**TASK GOAL**
Search the data for the word "cached" and copy every line that contains it.

**STORED DATA**
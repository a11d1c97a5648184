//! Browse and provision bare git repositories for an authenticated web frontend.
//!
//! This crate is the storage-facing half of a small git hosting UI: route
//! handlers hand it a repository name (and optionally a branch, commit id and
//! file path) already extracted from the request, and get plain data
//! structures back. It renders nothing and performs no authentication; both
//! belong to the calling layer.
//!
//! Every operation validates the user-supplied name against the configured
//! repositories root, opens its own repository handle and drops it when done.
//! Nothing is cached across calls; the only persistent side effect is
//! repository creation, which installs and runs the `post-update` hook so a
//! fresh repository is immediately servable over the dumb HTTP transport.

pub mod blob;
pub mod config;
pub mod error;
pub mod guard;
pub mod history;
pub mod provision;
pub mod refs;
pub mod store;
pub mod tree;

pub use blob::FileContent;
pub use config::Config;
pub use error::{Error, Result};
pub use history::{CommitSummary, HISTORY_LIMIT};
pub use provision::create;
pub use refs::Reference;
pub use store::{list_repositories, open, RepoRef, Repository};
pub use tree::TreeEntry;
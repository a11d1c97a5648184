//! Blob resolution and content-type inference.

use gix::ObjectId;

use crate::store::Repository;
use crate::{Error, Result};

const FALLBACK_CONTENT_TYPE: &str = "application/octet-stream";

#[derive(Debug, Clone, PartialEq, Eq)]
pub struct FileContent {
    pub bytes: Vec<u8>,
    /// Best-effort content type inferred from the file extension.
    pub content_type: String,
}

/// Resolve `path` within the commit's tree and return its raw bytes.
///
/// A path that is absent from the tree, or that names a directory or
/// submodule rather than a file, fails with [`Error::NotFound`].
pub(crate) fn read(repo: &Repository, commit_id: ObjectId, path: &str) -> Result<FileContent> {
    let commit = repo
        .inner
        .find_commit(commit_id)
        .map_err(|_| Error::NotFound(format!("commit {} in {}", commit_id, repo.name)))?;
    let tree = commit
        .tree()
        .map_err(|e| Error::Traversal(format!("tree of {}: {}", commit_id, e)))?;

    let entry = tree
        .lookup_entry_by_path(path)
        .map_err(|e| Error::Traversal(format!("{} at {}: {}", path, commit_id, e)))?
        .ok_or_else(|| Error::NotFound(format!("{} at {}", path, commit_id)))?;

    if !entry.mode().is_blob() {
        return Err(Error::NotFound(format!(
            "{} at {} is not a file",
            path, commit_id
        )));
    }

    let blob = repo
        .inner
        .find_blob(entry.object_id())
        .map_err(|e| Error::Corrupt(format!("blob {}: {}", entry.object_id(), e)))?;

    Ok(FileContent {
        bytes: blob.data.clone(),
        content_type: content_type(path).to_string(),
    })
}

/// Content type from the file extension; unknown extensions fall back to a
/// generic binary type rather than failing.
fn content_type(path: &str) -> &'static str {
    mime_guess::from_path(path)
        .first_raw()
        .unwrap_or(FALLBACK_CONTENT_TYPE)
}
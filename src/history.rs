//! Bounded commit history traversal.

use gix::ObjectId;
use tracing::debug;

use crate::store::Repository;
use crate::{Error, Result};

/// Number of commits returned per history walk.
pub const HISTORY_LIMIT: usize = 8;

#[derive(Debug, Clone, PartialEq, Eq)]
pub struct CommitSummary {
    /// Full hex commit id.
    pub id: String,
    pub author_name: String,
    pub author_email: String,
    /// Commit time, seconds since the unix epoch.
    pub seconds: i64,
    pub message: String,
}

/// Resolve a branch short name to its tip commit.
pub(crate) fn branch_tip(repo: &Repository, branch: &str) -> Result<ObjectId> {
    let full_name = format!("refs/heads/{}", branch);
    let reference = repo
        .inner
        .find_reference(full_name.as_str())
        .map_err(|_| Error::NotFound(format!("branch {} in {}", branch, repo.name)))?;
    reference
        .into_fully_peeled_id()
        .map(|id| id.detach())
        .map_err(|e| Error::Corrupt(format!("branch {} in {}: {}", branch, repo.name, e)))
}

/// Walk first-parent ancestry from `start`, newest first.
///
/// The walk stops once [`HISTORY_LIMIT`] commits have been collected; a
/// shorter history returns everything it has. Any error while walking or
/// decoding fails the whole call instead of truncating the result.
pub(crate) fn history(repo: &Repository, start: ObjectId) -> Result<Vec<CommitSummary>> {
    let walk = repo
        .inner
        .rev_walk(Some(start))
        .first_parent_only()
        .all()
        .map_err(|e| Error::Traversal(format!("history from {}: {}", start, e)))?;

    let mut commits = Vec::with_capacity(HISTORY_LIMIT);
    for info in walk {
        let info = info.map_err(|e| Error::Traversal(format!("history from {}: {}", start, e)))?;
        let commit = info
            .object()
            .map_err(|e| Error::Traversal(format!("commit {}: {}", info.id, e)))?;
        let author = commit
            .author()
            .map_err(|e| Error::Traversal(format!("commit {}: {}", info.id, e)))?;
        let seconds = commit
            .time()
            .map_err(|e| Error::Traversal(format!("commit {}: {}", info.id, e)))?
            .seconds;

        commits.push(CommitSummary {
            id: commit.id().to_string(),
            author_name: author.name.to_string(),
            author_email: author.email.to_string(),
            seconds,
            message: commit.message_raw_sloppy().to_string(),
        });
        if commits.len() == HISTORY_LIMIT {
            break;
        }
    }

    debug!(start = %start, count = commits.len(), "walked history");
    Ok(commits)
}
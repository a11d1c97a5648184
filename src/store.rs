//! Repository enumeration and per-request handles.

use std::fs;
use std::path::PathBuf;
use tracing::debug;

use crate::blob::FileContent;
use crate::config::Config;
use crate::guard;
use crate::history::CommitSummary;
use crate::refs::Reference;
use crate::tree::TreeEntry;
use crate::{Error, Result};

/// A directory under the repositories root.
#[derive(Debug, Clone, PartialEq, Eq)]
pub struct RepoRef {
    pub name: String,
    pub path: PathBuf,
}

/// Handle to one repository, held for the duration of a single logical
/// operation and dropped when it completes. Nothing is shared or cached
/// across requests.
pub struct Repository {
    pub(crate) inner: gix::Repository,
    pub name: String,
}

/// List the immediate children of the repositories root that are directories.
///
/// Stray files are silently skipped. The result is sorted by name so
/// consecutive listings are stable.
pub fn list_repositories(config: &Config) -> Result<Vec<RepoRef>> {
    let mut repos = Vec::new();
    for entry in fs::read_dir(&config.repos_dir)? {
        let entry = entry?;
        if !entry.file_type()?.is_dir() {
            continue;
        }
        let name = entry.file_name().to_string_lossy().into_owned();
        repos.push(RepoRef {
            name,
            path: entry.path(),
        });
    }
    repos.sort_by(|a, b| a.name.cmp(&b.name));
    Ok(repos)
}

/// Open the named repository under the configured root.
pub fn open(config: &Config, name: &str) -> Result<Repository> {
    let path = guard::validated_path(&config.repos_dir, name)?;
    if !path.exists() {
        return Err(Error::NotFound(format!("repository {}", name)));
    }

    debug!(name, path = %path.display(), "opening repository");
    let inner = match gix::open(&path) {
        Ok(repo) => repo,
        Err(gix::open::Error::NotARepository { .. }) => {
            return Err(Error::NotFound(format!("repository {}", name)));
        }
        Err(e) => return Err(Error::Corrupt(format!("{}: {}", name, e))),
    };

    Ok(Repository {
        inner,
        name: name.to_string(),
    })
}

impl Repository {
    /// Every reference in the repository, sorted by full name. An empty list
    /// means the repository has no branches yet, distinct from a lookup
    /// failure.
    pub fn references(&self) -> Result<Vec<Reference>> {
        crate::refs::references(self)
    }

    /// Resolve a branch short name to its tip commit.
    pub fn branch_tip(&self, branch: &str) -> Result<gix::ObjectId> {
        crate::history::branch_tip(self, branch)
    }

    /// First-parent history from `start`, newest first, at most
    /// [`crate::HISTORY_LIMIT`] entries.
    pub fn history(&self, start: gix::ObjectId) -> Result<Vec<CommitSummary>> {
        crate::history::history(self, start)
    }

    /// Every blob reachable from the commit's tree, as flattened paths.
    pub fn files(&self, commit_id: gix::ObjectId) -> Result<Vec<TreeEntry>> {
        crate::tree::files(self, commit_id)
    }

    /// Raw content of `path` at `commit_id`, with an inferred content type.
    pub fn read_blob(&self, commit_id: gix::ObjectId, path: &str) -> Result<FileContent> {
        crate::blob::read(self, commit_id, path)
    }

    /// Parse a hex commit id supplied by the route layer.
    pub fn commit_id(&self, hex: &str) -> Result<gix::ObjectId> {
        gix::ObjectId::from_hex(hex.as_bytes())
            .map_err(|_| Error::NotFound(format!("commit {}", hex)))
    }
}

**SOLUTION TO THE EXERCISE**
//! Nothing is cached across calls; the only persistent side effect is
/// operation and dropped when it completes. Nothing is shared or cached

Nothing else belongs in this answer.